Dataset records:
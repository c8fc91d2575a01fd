//! # Task abstractions.
//!
//! This module provides the core task-related types:
//! - [`Task`] - trait for implementing async units of work
//! - [`TaskFn`] - function-based task implementation
//! - [`TaskRef`] - shared reference to a task (`Arc<dyn Task>`)
//!
//! The executor identifies a task by **reference**: two `TaskRef`s are the same task
//! if they point at the same allocation (see [`same_task`]).

mod task;
mod task_fn;

pub use task::{BoxTaskFuture, Task, TaskRef, same_task};
pub use task_fn::TaskFn;
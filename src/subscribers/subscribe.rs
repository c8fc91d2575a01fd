//! # Core subscriber trait
//!
//! `Subscribe` is the extension point for plugging custom event handlers into an
//! executor. Each subscriber is driven by a dedicated worker task fed by a bounded
//! queue owned by the [`SubscriberSet`](crate::SubscriberSet).
//!
//! ## Contract
//! - Implementations may be slow (I/O, batching); they do **not** block the executor
//!   nor other subscribers.
//! - Each subscriber declares its preferred queue capacity via
//!   [`Subscribe::queue_capacity`]. On overflow, events for that subscriber are
//!   **dropped** and a `SubscriberOverflow` event is published.
//!
//! ## Example
//! ```rust
//! use taskgate::{Event, EventKind, Subscribe};
//!
//! struct EvictionCounter(std::sync::atomic::AtomicU64);
//!
//! #[async_trait::async_trait]
//! impl Subscribe for EvictionCounter {
//!     async fn on_event(&self, ev: &Event) {
//!         if ev.kind == EventKind::TaskEvicted {
//!             self.0.fetch_add(1, std::sync::atomic::Ordering::Relaxed);
//!         }
//!     }
//!     fn name(&self) -> &'static str { "eviction-counter" }
//! }
//! ```

use async_trait::async_trait;

use crate::events::Event;

/// Contract for event subscribers.
///
/// Called from a subscriber-dedicated worker task. Implementations should avoid
/// blocking the async runtime.
#[async_trait]
pub trait Subscribe: Send + Sync + 'static {
    /// Handle a single event for this subscriber.
    async fn on_event(&self, event: &Event);

    /// Human-readable name (for logs/metrics).
    fn name(&self) -> &'static str {
        std::any::type_name::<Self>()
    }

    /// Preferred capacity of this subscriber's queue.
    fn queue_capacity(&self) -> usize {
        1024
    }
}
//! # Example: basic_usage
//!
//! Runs eight short downloads through an executor that allows two at a time.
//!
//! Demonstrates how to:
//! - Define a task using [`TaskFn`].
//! - Submit it repeatedly and await each [`TaskHandle`](taskgate::TaskHandle).
//! - Print [`Executor::info`] while work is in flight.
//!
//! ## Flow
//! ```text
//! submit(download) x8
//!     ├─► 2 ─► running set ─► RuntimePool
//!     └─► 6 ─► waiting queue
//! each completion ─► next waiting job (FIFO) ─► RuntimePool
//! ```
//!
//! ## Run
//! ```bash
//! cargo run --example basic_usage
//! ```

use std::sync::Arc;
use std::sync::atomic::{AtomicUsize, Ordering};
use std::time::Duration;

use taskgate::{Executor, ExecutorConfig, TaskError, TaskFn, TaskRef};

#[tokio::main]
async fn main() -> anyhow::Result<()> {
    // 1. Two concurrent jobs, up to eight waiting
    let cfg = ExecutorConfig {
        queue_size: 8,
        ..ExecutorConfig::sized(2)
    };
    let exec = Executor::new(cfg)?;

    // 2. One task, submitted many times; each run is a separate job
    let counter = Arc::new(AtomicUsize::new(0));
    let download: TaskRef = {
        let counter = Arc::clone(&counter);
        TaskFn::arc("download", move || {
            let counter = Arc::clone(&counter);
            async move {
                let n = counter.fetch_add(1, Ordering::SeqCst) + 1;
                println!("[download] #{n} started");
                tokio::time::sleep(Duration::from_millis(200)).await;
                println!("[download] #{n} done");
                Ok::<(), TaskError>(())
            }
        })
    };

    let mut handles = Vec::new();
    for _ in 0..8 {
        handles.push(exec.submit(Arc::clone(&download)).await?);
    }
    println!("{}", exec.info());

    // 3. Wait for every job
    for h in handles {
        h.await?;
    }
    println!("{}", exec.info());
    Ok(())
}
//! Scheduling and overload policies.
//!
//! This module groups the two closed policy families the executor consults.
//!
//! ## Contents
//! - [`SchedulePolicy`] which waiting job is admitted next (FIFO / LIFO)
//! - [`OverloadPolicy`] what happens to a new job when everything is full
//! - [`Overflow`] outcome of [`OverloadPolicy::apply`]
//!
//! ## Quick wiring
//! ```text
//! Executor::execute(task)
//!      └─► running full, waiting full ─► overload.apply(&mut waiting, job)
//!
//! job completes
//!      └─► schedule.next(&mut waiting) ─► dispatch
//! ```
//!
//! ## Defaults
//! - `SchedulePolicy::FirstInFirstRun`
//! - `OverloadPolicy::DiscardOldestInQueue`

mod overload;
mod schedule;

pub use overload::{Overflow, OverloadPolicy};
pub use schedule::SchedulePolicy;

/// Lowercases and strips separators so `caller-runs`, `caller_runs` and `CallerRuns`
/// compare equal.
fn normalize(s: &str) -> String {
    s.chars()
        .filter(|c| !matches!(c, '-' | '_' | ' '))
        .flat_map(char::to_lowercase)
        .collect()
}
impl Executor {
    /// Creates an executor on the current tokio runtime, without subscribers.
    ///
    /// Equivalent to `Executor::builder(cfg).build()`.
    pub fn new(cfg: ExecutorConfig) -> Result<Self, ConfigError> {
        ExecutorBuilder::new(cfg).build()
    }

    /// Starts building an executor with a custom pool or subscribers.
    pub fn builder(cfg: ExecutorConfig) -> ExecutorBuilder {
        ExecutorBuilder::new(cfg)
    }

    /// Assembles an executor from validated parts.
    pub(crate) fn from_parts(
        cfg: &ExecutorConfig,
        pool: Arc<dyn WorkerPool>,
        bus: Bus,
        listener_stop: Option<oneshot::Sender<()>>,
    ) -> Self {
        let limits = Limits {
            core_size: cfg.core_size,
            queue_size: cfg.queue_size,
            schedule: cfg.schedule,
            overload: cfg.overload,
        };
        debug!(
            core_size = cfg.core_size,
            queue_size = cfg.queue_size,
            schedule = %cfg.schedule,
            overload = %cfg.overload,
            "executor created"
        );
        Self {
            shared: Arc::new(Shared {
                lanes: Mutex::new(Lanes::new(limits)),
                pool,
                bus,
                counters: Counters::default(),
                _listener_stop: listener_stop,
            }),
        }
    }

    /// Submits a task for execution, discarding its outcome.
    ///
    /// Passing `None` is a no-op. Returns `Err` only under
    /// [`OverloadPolicy::RejectWithError`]. Under [`OverloadPolicy::CallerRuns`] the task
    /// body runs to completion on the caller before this returns.
    pub async fn execute(&self, task: impl Into<Option<TaskRef>>) -> Result<(), SubmitError> {
        let Some(task) = task.into() else {
            return Ok(());
        };
        if let Some(job) = self.shared.admit(Job::new(task))? {
            self.shared.run_in_caller(job).await;
        }
        Ok(())
    }

    /// Submits a task and returns a handle resolving to its outcome.
    ///
    /// Admission is the same as [`Executor::execute`]. A task that never runs (evicted,
    /// discarded, canceled, refused by the pool) resolves its handle with an error for
    /// which [`TaskError::never_ran`] is true.
    pub async fn submit(&self, task: TaskRef) -> Result<TaskHandle, SubmitError> {
        let (job, handle) = Job::with_handle(task);
        if let Some(job) = self.shared.admit(job)? {
            self.shared.run_in_caller(job).await;
        }
        Ok(handle)
    }

    /// Removes every waiting job wrapping `task` (reference equality).
    ///
    /// Returns `true` if at least one job was removed. Running jobs are not affected.
    pub fn cancel_waiting(&self, task: &TaskRef) -> bool {
        let s = &self.shared;
        let removed = {
            let mut lanes = s.lanes.lock();
            let removed = lanes.cancel(task);
            for job in &removed {
                s.bus.publish_with(|| {
                    Event::new(EventKind::TaskCanceled)
                        .with_task(job.name())
                        .with_job(job.id().as_u64())
                        .with_occupancy(lanes.running_len(), lanes.waiting_len())
                });
            }
            removed
        };
        if removed.is_empty() {
            return false;
        }

        debug!(task = task.name(), removed = removed.len(), "waiting jobs canceled");
        for job in removed {
            Counters::bump(&s.counters.canceled);
            job.resolve(Err(TaskError::Canceled));
        }
        true
    }

    /// Changes the concurrency ceiling.
    ///
    /// Raising it promotes waiting jobs right away. Lowering it preempts nothing: running
    /// jobs finish and promotion resumes once the running set is below the new limit.
    pub fn set_core_size(&self, core_size: usize) -> Result<(), ConfigError> {
        if core_size == 0 {
            return Err(ConfigError::InvalidCoreSize { value: 0 });
        }
        let s = &self.shared;
        let mut refused = Vec::new();
        {
            let mut lanes = s.lanes.lock();
            lanes.limits.core_size = core_size;
            let promoted = s.fill(&mut lanes, usize::MAX, &mut refused);

            debug!(core_size, promoted, "core size changed");
            s.publish_config(&lanes, format!("core_size={core_size}"));
        }
        drop(refused);
        Ok(())
    }

    /// Changes the waiting queue capacity.
    ///
    /// Shrinking below the current queue length evicts nothing; the queue drains naturally
    /// and overload applies until it is below the new limit.
    pub fn set_queue_size(&self, queue_size: usize) {
        let s = &self.shared;
        let mut lanes = s.lanes.lock();
        lanes.limits.queue_size = queue_size;

        debug!(queue_size, "queue size changed");
        s.publish_config(&lanes, format!("queue_size={queue_size}"));
    }

    /// Changes which waiting job is promoted next.
    pub fn set_schedule_policy(&self, schedule: SchedulePolicy) {
        let s = &self.shared;
        let mut lanes = s.lanes.lock();
        lanes.limits.schedule = schedule;
        s.publish_config(&lanes, format!("schedule={schedule}"));
    }

    /// Changes what happens to submissions once both lanes are full.
    pub fn set_overload_policy(&self, overload: OverloadPolicy) {
        let s = &self.shared;
        let mut lanes = s.lanes.lock();
        lanes.limits.overload = overload;
        s.publish_config(&lanes, format!("overload={overload}"));
    }

    /// Number of jobs currently in the running set.
    pub fn running_count(&self) -> usize {
        self.shared.lanes.lock().running_len()
    }

    /// Number of jobs in the waiting queue.
    pub fn waiting_count(&self) -> usize {
        self.shared.lanes.lock().waiting_len()
    }

    /// Current concurrency ceiling.
    pub fn core_size(&self) -> usize {
        self.shared.lanes.lock().limits.core_size
    }

    /// Current waiting queue capacity.
    pub fn queue_size(&self) -> usize {
        self.shared.lanes.lock().limits.queue_size
    }

    /// Policy picking the next waiting job to promote.
    pub fn schedule_policy(&self) -> SchedulePolicy {
        self.shared.lanes.lock().limits.schedule
    }

    /// Policy applied once both the running set and the waiting queue are full.
    pub fn overload_policy(&self) -> OverloadPolicy {
        self.shared.lanes.lock().limits.overload
    }

    /// Receiver for executor events published from now on.
    pub fn subscribe(&self) -> broadcast::Receiver<Event> {
        self.shared.bus.subscribe()
    }

    /// Snapshot of the executor counters.
    pub fn stats(&self) -> ExecutorStats {
        self.shared.counters.snapshot()
    }

    /// Snapshot of limits, policies, occupancy, pool state and counters.
    pub fn info(&self) -> ExecutorInfo {
        let (limits, running, waiting) = {
            let lanes = self.shared.lanes.lock();
            (lanes.limits, lanes.running_names(), lanes.waiting_names())
        };
        ExecutorInfo {
            core_size: limits.core_size,
            queue_size: limits.queue_size,
            schedule: limits.schedule,
            overload: limits.overload,
            running,
            waiting,
            pool: self.shared.pool.state(),
            stats: self.stats(),
        }
    }
}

**Activity**
The range runs from the line above containing "return Ok(());" to the line containing "let (job, handle)", inclusive. Restate those lines word for word and no others.

**Task result**
            return Ok(());
        };
        if let Some(job) = self.shared.admit(Job::new(task))? {
            self.shared.run_in_caller(job).await;
        }
        Ok(())
    }

    /// Submits a task and returns a handle resolving to its outcome.
    ///
    /// Admission is the same as [`Executor::execute`]. A task that never runs (evicted,
    /// discarded, canceled, refused by the pool) resolves its handle with an error for
    /// which [`TaskError::never_ran`] is true.
    pub async fn submit(&self, task: TaskRef) -> Result<TaskHandle, SubmitError> {
        let (job, handle) = Job::with_handle(task);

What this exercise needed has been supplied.